Robot sales shot up during the COVID-19 pandemic - as manufacturers struggled to use these machines to produce goods amid severe labor shortages. Indeed, 2022 was marked as a record year for orders, according to A3 data.

To be sure, robots are just one type of equipment the company needs, and other spending indicators have survived better in the US. Orders for non-restrictional capital goods that don't include aircraft - a measure economists pay great attention to tracking the trend of business spending - up 1.7% last year, according to the Commerce Department, suggest that investment in more basic types of equipment remains stable as the economy counters sharper hopes of a slowdown.

Dave Fox, president of CIM Systems Inc, a company in Noblesville, Indiana, known as an integrator that assembles robotic systems for customers, said its business started well last year but then slumped.

"Some major projects have been delayed until this year," Fox said. "There are some customers who expressed their concerns about the economic direction. And interest rates may also not help." Fox estimates its business volume will drop 30% by 2023, compared to the previous year.

Fox said some customers who delayed orders are now asking for an updated offer, which is a good sign for businesses in the coming months.
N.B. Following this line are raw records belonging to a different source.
use std::collections::BTreeSet;
use std::io;
use std::path::{Path, PathBuf};

use serde::Serialize;
use thiserror::Error;
use tracing::debug;

use crate::component::ComponentId;
use crate::document::DocumentError;
use crate::tools::{Tool, detect_targets};
use crate::tracker::{Tracker, TrackerError};

/// A target project and the tools a sync writes for.
#[derive(Debug, Clone, PartialEq, Eq)]
pub struct Project {
  pub root: PathBuf,
  pub tools: BTreeSet<Tool>,
}

impl Project {
  pub fn new(root: impl Into<PathBuf>, tools: impl IntoIterator<Item = Tool>) -> Self {
    Self {
      root: root.into(),
      tools: tools.into_iter().collect(),
    }
  }

  /// Target the tools detected under `root`, or `fallback` when none is.
  pub fn detect(root: &Path, fallback: &[Tool]) -> Self {
    let mut tools = detect_targets(root);
    if tools.is_empty() {
      debug!(root = %root.display(), fallback = ?fallback, "no tool detected, using defaults");
      tools.extend(fallback.iter().copied());
    }
    Self {
      root: root.to_path_buf(),
      tools,
    }
  }

  pub fn tracker(&self) -> Tracker {
    Tracker::for_project(&self.root)
  }
}

/// Options for applying a sync plan.
#[derive(Debug, Clone, Default)]
pub struct SyncOptions {
  /// Descriptors to install even though they reference unset environment.
  pub env_overrides: BTreeSet<ComponentId>,

  /// Remove orphaned dependencies instead of keeping them.
  pub remove_orphans: bool,

  /// Compute the report without touching the project.
  pub dry_run: bool,
}

/// A descriptor whose install, update or removal failed.
#[derive(Debug, Clone, PartialEq, Serialize)]
pub struct SyncFailure {
  pub id: ComponentId,
  pub message: String,
}

/// Outcome of a sync.
#[derive(Debug, Clone, Default, PartialEq, Serialize)]
#[serde(rename_all = "camelCase")]
pub struct SyncReport {
  pub installed: Vec<ComponentId>,
  pub updated: Vec<ComponentId>,
  pub removed: Vec<ComponentId>,
  pub failed: Vec<SyncFailure>,

  /// Not installed because of missing environment and no override.
  pub skipped_env: Vec<ComponentId>,

  /// Pre-existing files moved aside before being overwritten.
  pub backups: Vec<PathBuf>,

  pub dry_run: bool,
}

impl SyncReport {
  /// Returns true if nothing was (or would be) changed.
  pub fn is_empty(&self) -> bool {
    self.installed.is_empty() && self.updated.is_empty() && self.removed.is_empty()
  }

  pub fn has_failures(&self) -> bool {
    !self.failed.is_empty()
  }
}

#[derive(Debug, Error)]
pub enum SyncError {
  /// The tracker directory cannot be created; nothing was changed.
  #[error("cannot use tracker location: {0}")]
  TrackerLocation(#[source] TrackerError),

  #[error("source missing: {}", path.display())]
  MissingSource { path: PathBuf },

  #[error("component not in catalog: {0}")]
  UnknownComponent(ComponentId),

  #[error("failed to {action} {}: {source}", path.display())]
  Io {
    action: &'static str,
    path: PathBuf,
    #[source]
    source: io::Error,
  },

  #[error(transparent)]
  Document(#[from] DocumentError),

  #[error(transparent)]
  Tracker(#[from] TrackerError),
}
But he said it was too early to say whether businesses would return to such a high level during the pandemic.

Burnstein of A3 said most of the robotic manufacturers he talks about are optimistic that businesses will improve over the second half of this year. Burnstein says the industry has largely passed the distortions caused by the pandemic.

During the crisis, many companies ordered additional robots because they feared they would not accept shipments amid production delays and global supply chain collapse. "There is still a feeling that companies are buying ahead of their needs (in 2022)," Burnstein said, "so many companies now have inventory to process before they order more new robots."

Joe Gemma, chief revenue officer of Wauseon Machine, an integrator of the system in Ohio, agrees that there is an oversupply that damages business. "Many of us order extra inventory," he said. "Our subscription is the same way."

Gemma said the ongoing labor shortage in the US means the robotic business will continue to grow. "I've just been at a factory that normally has 600 people working in production - and they have 140 vacant positions," he said. "Almost every place we visit, there are still labor challenges."